Patrick Dowler patrick.dowler at nrc-cnrc.gc.ca
Thu Oct 22 14:09:52 PDT 2009


On Thursday 22 October 2009 10:51:25 Doug Tody wrote:
> I missed this one in my previous posting.  REQUEST is intended only for
> service operations (doQuery, getCapabilities, etc.).  The UWS mechanism
> is a separate standard and is defined by the UWS specification.
> If we initiate an async doQuery using TAP we need to specify REQUEST
> and the various doQuery parameters when the job is first created,
> but after that the generic UWS mechanism is used to interact with an
> existing job identified by the UWS assigned job id, so there would
> seem to be no further need to specify any TAP-specific parameters.
> Basically once the UWS job is created we are no longer interacting
> with a TAP service, rather we are interacting with the UWS mechanism
> using the protocol specified by UWS.

A minor detail:

My interpretation of the UWS spec and how it applies to TAP specifically is 
that you can post TAP-specific parameters as part of the job-creation and/or 
you can POST them to the job after it is created.
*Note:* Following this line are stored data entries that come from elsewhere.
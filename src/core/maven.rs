use serde::{Deserialize, Serialize};
use std::fmt;
use std::path::PathBuf;

use crate::core::error::{DistroError, DistroResult};

/// Packaging assumed when a coordinate carries no `@extension` suffix.
pub const DEFAULT_EXTENSION: &str = "jar";

/// Represents a fully parsed Maven coordinate.
///
/// Supported formats:
///   `group:artifact:version`
///   `group:artifact:version:classifier`
///   `group:artifact:version@extension`
///   `group:artifact:version:classifier@extension`
#[derive(Debug, Clone, Serialize, Deserialize, PartialEq, Eq, Hash)]
pub struct MavenArtifact {
    pub group: String,
    pub artifact: String,
    pub version: String,
    pub classifier: Option<String>,
    /// File extension. `"jar"` unless the coordinate overrides it.
    pub extension: String,
}

impl MavenArtifact {
    /// Parse a Maven coordinate string.
    ///
    /// # Examples
    /// ```
    /// use distro_core::MavenArtifact;
    /// let a = MavenArtifact::parse("net.minecraftforge:forge:1.12.2-14.23.5.2860").unwrap();
    /// assert_eq!(a.group, "net.minecraftforge");
    /// ```
    pub fn parse(coordinate: &str) -> DistroResult<Self> {
        // Split off @extension first
        let (coordinate_part, extension) = match coordinate.rsplit_once('@') {
            Some((head, ext)) if !head.is_empty() && !ext.is_empty() => (head, ext),
            Some(_) => return Err(DistroError::InvalidMavenCoordinate(coordinate.to_string())),
            None => (coordinate, DEFAULT_EXTENSION),
        };

        let parts: Vec<&str> = coordinate_part.split(':').collect();
        if parts.iter().any(|p| p.is_empty()) {
            return Err(DistroError::InvalidMavenCoordinate(coordinate.to_string()));
        }

        match parts.len() {
            3 => Ok(Self {
                group: parts[0].to_string(),
                artifact: parts[1].to_string(),
                version: parts[2].to_string(),
                classifier: None,
                extension: extension.to_string(),
            }),
            4 => Ok(Self {
                group: parts[0].to_string(),
                artifact: parts[1].to_string(),
                version: parts[2].to_string(),
                classifier: Some(parts[3].to_string()),
                extension: extension.to_string(),
            }),
            _ => Err(DistroError::InvalidMavenCoordinate(coordinate.to_string())),
        }
    }

    /// Construct the group path portion (`com.example` → `com/example`).
    pub fn group_path(&self) -> String {
        self.group.replace('.', "/")
    }

    /// Build the artifact filename.
    ///
    /// `artifact-version[-classifier].extension`
    pub fn filename(&self) -> String {
        match &self.classifier {
            Some(c) => format!("{}-{}-{}.{}", self.artifact, self.version, c, self.extension),
            None => format!("{}-{}.{}", self.artifact, self.version, self.extension),
        }
    }

    /// Normalized local path below a repository root.
    ///
    /// Mirrors Maven's repo layout:
    /// `<group_path>/<artifact>/<version>/<filename>`
    pub fn local_path(&self) -> PathBuf {
        PathBuf::from(self.group_path())
            .join(&self.artifact)
            .join(&self.version)
            .join(self.filename())
    }

    /// Full identifier: `group:artifact:version[:classifier][@extension]`.
    ///
    /// The default `jar` extension stays implicit, so the common coordinate
    /// form round-trips unchanged through parse and render.
    pub fn identifier(&self) -> String {
        let mut id = self.extensionless_identifier();
        if self.extension != DEFAULT_EXTENSION {
            id.push('@');
            id.push_str(&self.extension);
        }
        id
    }

    /// `group:artifact:version[:classifier]`
    pub fn extensionless_identifier(&self) -> String {
        match &self.classifier {
            Some(c) => format!("{}:{}:{}:{}", self.group, self.artifact, self.version, c),
            None => format!("{}:{}:{}", self.group, self.artifact, self.version),
        }
    }

    /// `group:artifact`
    pub fn versionless_identifier(&self) -> String {
        format!("{}:{}", self.group, self.artifact)
    }
}

impl fmt::Display for MavenArtifact {
    fn fmt(&self, f: &mut fmt::Formatter<'_>) -> fmt::Result {
        write!(f, "{}", self.identifier())
    }
}
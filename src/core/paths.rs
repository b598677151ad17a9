// ─── Directory Layout ───
// Shared area layout below the launcher data root. Derivation is pure: the
// resolver emits relative locations and the embedding application joins them
// onto its configured data directory.

use std::path::PathBuf;

/// Area for artifacts shared by every server.
pub const COMMON_DIR: &str = "common";
/// Area holding per-server working directories.
pub const INSTANCES_DIR: &str = "instances";

const VERSIONS_DIR: &str = "versions";
const LIBRARIES_DIR: &str = "libraries";
const MOD_STORE_DIR: &str = "modstore";

/// `common/versions` — version manifest JSON files.
pub fn versions_dir() -> PathBuf {
    PathBuf::from(COMMON_DIR).join(VERSIONS_DIR)
}

/// `common/libraries` — maven-addressed libraries and loader artifacts.
pub fn libraries_dir() -> PathBuf {
    PathBuf::from(COMMON_DIR).join(LIBRARIES_DIR)
}

/// `common/modstore` — maven-addressed mods shared across servers.
pub fn mod_store_dir() -> PathBuf {
    PathBuf::from(COMMON_DIR).join(MOD_STORE_DIR)
}

/// `instances/<serverId>` — files owned by one server's installation.
pub fn server_instance_dir(server_id: &str) -> PathBuf {
    PathBuf::from(INSTANCES_DIR).join(server_id)
}
use tracing::{debug, warn};

use crate::core::distribution::manifest::{Distribution, DistributionDiscord, Server};
use crate::core::distribution::server::ResolvedServer;
use crate::core::error::DistroResult;

/// The fully resolved distribution graph. Immutable once constructed: the
/// main-flag normalization below completes before any caller can observe it.
#[derive(Debug, Clone)]
pub struct ResolvedDistribution {
    version: String,
    rss: Option<String>,
    discord: Option<DistributionDiscord>,
    servers: Vec<ResolvedServer>,
    main_server_index: usize,
}

impl ResolvedDistribution {
    /// Resolve a full manifest document, consuming it. Any error aborts the
    /// whole resolution; no partial graph is returned.
    pub fn resolve(mut raw: Distribution) -> DistroResult<Self> {
        let main_server_index = resolve_main_server_index(&mut raw.servers);
        let servers = raw
            .servers
            .into_iter()
            .map(ResolvedServer::resolve)
            .collect::<DistroResult<Vec<_>>>()?;

        debug!(
            "Resolved {} servers from distribution manifest v{}",
            servers.len(),
            raw.version
        );

        Ok(Self {
            version: raw.version,
            rss: raw.rss,
            discord: raw.discord,
            servers,
            main_server_index,
        })
    }

    /// Manifest schema version.
    pub fn version(&self) -> &str {
        &self.version
    }

    pub fn rss(&self) -> Option<&str> {
        self.rss.as_deref()
    }

    pub fn discord(&self) -> Option<&DistributionDiscord> {
        self.discord.as_ref()
    }

    /// All servers in manifest order.
    pub fn servers(&self) -> &[ResolvedServer] {
        &self.servers
    }

    /// The server a client connects to by default. `None` only when the
    /// manifest declared zero servers.
    pub fn main_server(&self) -> Option<&ResolvedServer> {
        self.servers.get(self.main_server_index)
    }

    /// First server whose declared id matches.
    pub fn server_by_id(&self, id: &str) -> Option<&ResolvedServer> {
        self.servers.iter().find(|s| s.id() == id)
    }
}

/// Normalize the main flags so exactly one server carries `mainServer = true`
/// (first declared wins, later duplicates are forced false) and return its
/// index. With no flagged server the first one is promoted. Zero servers
/// leaves index 0 pointing at nothing.
fn resolve_main_server_index(servers: &mut [Server]) -> usize {
    if servers.is_empty() {
        warn!("Distribution manifest declares no servers; main server lookup will find nothing");
        return 0;
    }

    let mut main_index = None;
    for (index, server) in servers.iter_mut().enumerate() {
        match main_index {
            None if server.main_server => main_index = Some(index),
            None => {}
            Some(_) => server.main_server = false,
        }
    }

    match main_index {
        Some(index) => index,
        None => {
            servers[0].main_server = true;
            0
        }
    }
}
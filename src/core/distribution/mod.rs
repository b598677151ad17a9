pub mod manifest;
pub mod module;
pub mod resolver;
pub mod server;

pub use manifest::{
    Artifact, Distribution, DistributionDiscord, JavaOptions, JavaRam, Module, ModuleType,
    Required, Server, ServerDiscord,
};
pub use module::{ResolvedModule, ResolvedRequired, REQUIRED_DEFAULT};
pub use resolver::ResolvedDistribution;
pub use server::{ResolvedServer, DEFAULT_PORT};
/**
 * Router Configuration
 *
 * This module provides the main router creation function that combines
 * all route configurations into a single Axum router.
 *
 * # Route Order
 *
 * 1. Health check and realtime routes (public)
 * 2. API routes (auth, contacts, users)
 * 3. Fallback handler (JSON 404)
 *
 * CORS admits the configured frontend origin, and every request is logged
 * through `TraceLayer`.
 */

use axum::{
    http::{header, HeaderValue, Method, StatusCode},
    response::Json,
    routing::{get, post},
    Router,
};
use chrono::Utc;
use serde_json::{json, Value};
use tower::ServiceBuilder;
use tower_http::{cors::CorsLayer, trace::TraceLayer};

use crate::backend::realtime::{handle_join_room, handle_realtime_subscription};
use crate::backend::routes::api_routes::configure_api_routes;
use crate::backend::server::state::AppState;

/// Create the Axum router with all routes configured
///
/// # Route Details
///
/// ## Public Routes
///
/// - `GET /api/health` - Liveness check
/// - `GET /realtime` - Server-Sent Events subscription
/// - `POST /realtime/rooms` - Join a room
///
/// ## API Routes
///
/// See [`configure_api_routes`].
///
/// ## Fallback
///
/// Unknown routes return 404 `{"error": "Route not found"}`.
pub fn create_router(app_state: AppState) -> Router<()> {
    let router = Router::new()
        .route("/api/health", get(health))
        .route("/realtime", get(handle_realtime_subscription))
        .route("/realtime/rooms", post(handle_join_room));

    let router = configure_api_routes(router, app_state.clone());

    let router = router.fallback(route_not_found);

    let layers = ServiceBuilder::new()
        .layer(TraceLayer::new_for_http())
        .layer(cors_layer(&app_state.config.frontend_url));

    router.layer(layers).with_state(app_state)
}

async fn health() -> Json<Value> {
    Json(json!({ "status": "OK", "timestamp": Utc::now() }))
}

async fn route_not_found() -> (StatusCode, Json<Value>) {
    (
        StatusCode::NOT_FOUND,
        Json(json!({ "error": "Route not found", "status": StatusCode::NOT_FOUND.as_u16() })),
    )
}

fn cors_layer(frontend_url: &str) -> CorsLayer {
    let cors = CorsLayer::new()
        .allow_methods([Method::GET, Method::POST, Method::PUT, Method::DELETE, Method::OPTIONS])
        .allow_headers([header::AUTHORIZATION, header::CONTENT_TYPE])
        .allow_credentials(true);

    match HeaderValue::from_str(frontend_url) {
        Ok(origin) => cors.allow_origin(origin),
        Err(_) => {
            tracing::warn!("[Startup] FRONTEND_URL {:?} is not a valid origin, CORS disabled", frontend_url);
            cors
        }
    }
}
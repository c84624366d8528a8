/**
 * API Route Handlers
 *
 * This module defines the `/api` routes and the authentication layers that
 * guard them.
 *
 * # Routes
 *
 * ## Authentication
 * - `POST /api/auth/login` - User login (public)
 * - `GET /api/auth/me` - Get current user info
 *
 * ## Contacts (any authenticated user)
 * - `GET /api/contacts`, `POST /api/contacts`
 * - `GET /api/contacts/{id}`, `PUT /api/contacts/{id}`, `DELETE /api/contacts/{id}`
 * - `POST /api/contacts/{id}/lock`, `POST /api/contacts/{id}/unlock`
 *
 * ## Users (admin only)
 * - `GET /api/users`, `POST /api/users`
 * - `PUT /api/users/{id}/role`, `DELETE /api/users/{id}`
 */

use axum::{
    middleware::{from_fn, from_fn_with_state},
    routing::{get, post, put},
    Router,
};

use crate::backend::auth::{get_me, login};
use crate::backend::contacts::handlers::{
    create_contact, delete_contact, get_contact, list_contacts, lock_contact, unlock_contact,
    update_contact,
};
use crate::backend::middleware::{auth_middleware, require_admin};
use crate::backend::server::state::AppState;
use crate::backend::users::{create_user, delete_user, list_users, update_user_role};

/// Configure API routes
///
/// # Authentication
///
/// Routes other than login require a JWT in the `Authorization` header.
/// `route_layer` only wraps routes that matched, so unknown paths still fall
/// through to the 404 handler instead of answering 401. The user routes run
/// `require_admin` after `auth_middleware`.
pub fn configure_api_routes(router: Router<AppState>, app_state: AppState) -> Router<AppState> {
    let authenticated = Router::new()
        .route("/api/auth/me", get(get_me))
        .route("/api/contacts", get(list_contacts).post(create_contact))
        .route(
            "/api/contacts/{id}",
            get(get_contact).put(update_contact).delete(delete_contact),
        )
        .route("/api/contacts/{id}/lock", post(lock_contact))
        .route("/api/contacts/{id}/unlock", post(unlock_contact))
        .route_layer(from_fn_with_state(app_state.clone(), auth_middleware));

    // Layers run outside-in: authentication first, then the role check
    let admin = Router::new()
        .route("/api/users", get(list_users).post(create_user))
        .route("/api/users/{id}", axum::routing::delete(delete_user))
        .route("/api/users/{id}/role", put(update_user_role))
        .route_layer(from_fn(require_admin))
        .route_layer(from_fn_with_state(app_state, auth_middleware));

    router
        .route("/api/auth/login", post(login))
        .merge(authenticated)
        .merge(admin)
}
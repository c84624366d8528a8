//! Shared Error Types
//!
//! This module defines error types that are shared between the HTTP layer and
//! the domain code. These errors represent common failure cases that do not
//! depend on the server runtime.
//!
//! # Error Categories
//!
//! - `SerializationError` - A request body that is not valid JSON for its type
//! - `ValidationError` - Field validation failures
//! - `InvalidRecord` - A stored or received record breaks a model invariant
//!
//! # Usage
//!
//! ```rust
//! use contacthub::shared::error::SharedError;
//!
//! let error = SharedError::validation("name", "Name must be at least 2 characters long");
//! ```
use thiserror::Error;

/// Shared error types
#[derive(Debug, Error, Clone, PartialEq, Eq)]
pub enum SharedError {
    /// Request body could not be decoded
    #[error("Serialization error: {message}")]
    SerializationError {
        /// Human-readable error message
        message: String,
    },

    /// Field validation error
    #[error("{message}")]
    ValidationError {
        /// The field that failed validation
        field: String,
        /// Human-readable error message
        message: String,
    },

    /// Record invariant violation
    #[error("Invalid record: {message}")]
    InvalidRecord {
        /// Human-readable error message
        message: String,
    },
}

impl SharedError {
    /// Create a new serialization error
    pub fn serialization(message: impl Into<String>) -> Self {
        Self::SerializationError {
            message: message.into(),
        }
    }

    /// Create a new validation error
    pub fn validation(field: impl Into<String>, message: impl Into<String>) -> Self {
        Self::ValidationError {
            field: field.into(),
            message: message.into(),
        }
    }

    /// Create a new invalid record error
    pub fn invalid_record(message: impl Into<String>) -> Self {
        Self::InvalidRecord {
            message: message.into(),
        }
    }

    /// Field name for validation errors
    pub fn field(&self) -> Option<&str> {
        match self {
            Self::ValidationError { field, .. } => Some(field),
            _ => None,
        }
    }
}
That is, you can fully 
specify the job in one POST, then interact with it a la UWS as described 
above, or you can create an empty job and then modify it with subsequent POSTs 
to the job. 

As with all UWS jobs, you can modify the job up to the point that you post 
PHASE=RUN to the phase resource; after that, the job is more or less immutable 
(except for killing the job by posting PHASE=ABORT) from the outside.


> What is the appropriate value of REQUEST for async requests that do
> not create the query?  The document indicates:
>     A TAP client must set this parameter correctly in every request
>     (GET or POST) to /async or /sync web resources.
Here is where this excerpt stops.